Men in Motion 2

An intermittently interesting programme, but the highlight is not a man in motion


What a curious evening: lots to sharpen the appetite, little to satisfy it. Ivan Putrov’s second Men in Motion programme again features Royal Ballet runaway Sergei Polunin; again, it is impossible to separate Polunin’s performance in Kasian Goleizovksy’s Narcisse from the media hoo-ha around him. First time round, Polunin’s soar, spring and final fall to the ground were taken to foreshadow his exit from the dance world. Now, more chillingly, his shadow looming large on the backcloth has grown more potent, a projected image threatening to engulf the man himself.

In L’Apres-midi d’un faune, Polunin becomes the goatboy wetting his whistle over nymph-women, but he doesn’t bring off the work’s achly stylised erotics.

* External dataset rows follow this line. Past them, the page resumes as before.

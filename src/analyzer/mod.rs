pub mod market_stats;
pub mod position;
pub mod recommendation;
pub mod trend;

pub use market_stats::MarketAggregator;
pub use position::PositionClassifier;
pub use recommendation::RecommendationEngine;
use chrono::NaiveDate;
use rust_decimal::Decimal;

use crate::{
    config::BillingConfig,
    domain::{NewTransaction, Participation, Payer, Sale, Tournament, Transaction, TransactionCategory},
    error::Result,
    ledger::LedgerTx,
};

#[derive(Debug, Clone)]
pub struct FeeSchedule {
    pub admission_fee: Decimal,
}

impl From<&BillingConfig> for FeeSchedule {
    fn from(config: &BillingConfig) -> Self {
        Self {
            admission_fee: config.admission_fee,
        }
    }
}

/// A domain write that may carry a fee. Rules are pure; the write path
/// calls [`apply`] with the same [`LedgerTx`] it used for its own row, so
/// the entity and its fee commit or roll back together. Payer updates are
/// not events: re-saving a payer never charges anything.
#[derive(Debug, Clone, Copy)]
pub enum DomainEvent<'a> {
    PayerCreated {
        payer: &'a Payer,
        on: NaiveDate,
    },
    ParticipationCreated {
        participation: &'a Participation,
        tournament: &'a Tournament,
        on: NaiveDate,
    },
    SaleRecorded {
        sale: &'a Sale,
        unit_price: Decimal,
    },
}

pub fn fee_for(event: &DomainEvent<'_>, schedule: &FeeSchedule) -> Option<NewTransaction> {
    match *event {
        // onboarding: one admission fee, only ever on creation
        DomainEvent::PayerCreated { payer, on } => Some(NewTransaction::unpaid(
            payer.id,
            TransactionCategory::Registration,
            schedule.admission_fee,
            on,
        )),
        DomainEvent::ParticipationCreated {
            participation,
            tournament,
            on,
        } => Some(NewTransaction::unpaid(
            participation.payer_id,
            TransactionCategory::Tournament,
            tournament.entry_fee,
            on,
        )),
        // point of sale: settled immediately, no gateway round trip
        DomainEvent::SaleRecorded { sale, unit_price } => Some(NewTransaction::settled(
            sale.payer_id,
            TransactionCategory::Merchandise,
            unit_price * Decimal::from(sale.quantity),
            sale.sale_date,
        )),
    }
}

/// Evaluates the rule for `event` and writes its entry, if any, into `tx`.
pub async fn apply(
    tx: &mut LedgerTx<'_>,
    event: &DomainEvent<'_>,
    schedule: &FeeSchedule,
) -> Result<Option<Transaction>> {
    match fee_for(event, schedule) {
        Some(new) => Ok(Some(tx.insert_transaction(new).await?)),
        None => Ok(None),
    }
}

He’s more at home letting in James Dean, a portrait of another talented young man with a tortured soul, choreographed with his colleague Valentino Zucchetti. But it’s a preposterously overblown piece, and crashes badly at the end.

Tim Rushton’s Dying Swan brushes feminine mystique against Andrew Bowman’s bare-chested blokeishness – rather inconsequentially, I thought – while Nacho Duato’s lyrical male trio Remanso is more nuanced, flirting with feminine iconography (a red rose features prominently) even if its choreographic heart clearly belongs to its piano score.

Altogether more interesting are two solos of understated virtuosity working in smart partnership with their music: Tim Matiakis in Jorma Elo’s Round About Tim, which transposes the violin’s pluck and bow into clever stop-motion step sequences; and Putrov in Leonid Jacobsen’s Vestris, which draws out the dray sarcasm in its neoclassical score, simultaneously demonstrating and lampooning the various modes (bravura, dramatic, lyric and so on) of classical dance. But Russell Maliphant’s Two x Two, a slow build of taut geometric drama with Dana Fouras and Jesse Kovarsky, is the only number that really hits the spot. Fouras, firmly planted and forthright, is its lynchpin; and she is definitely not a man in motion.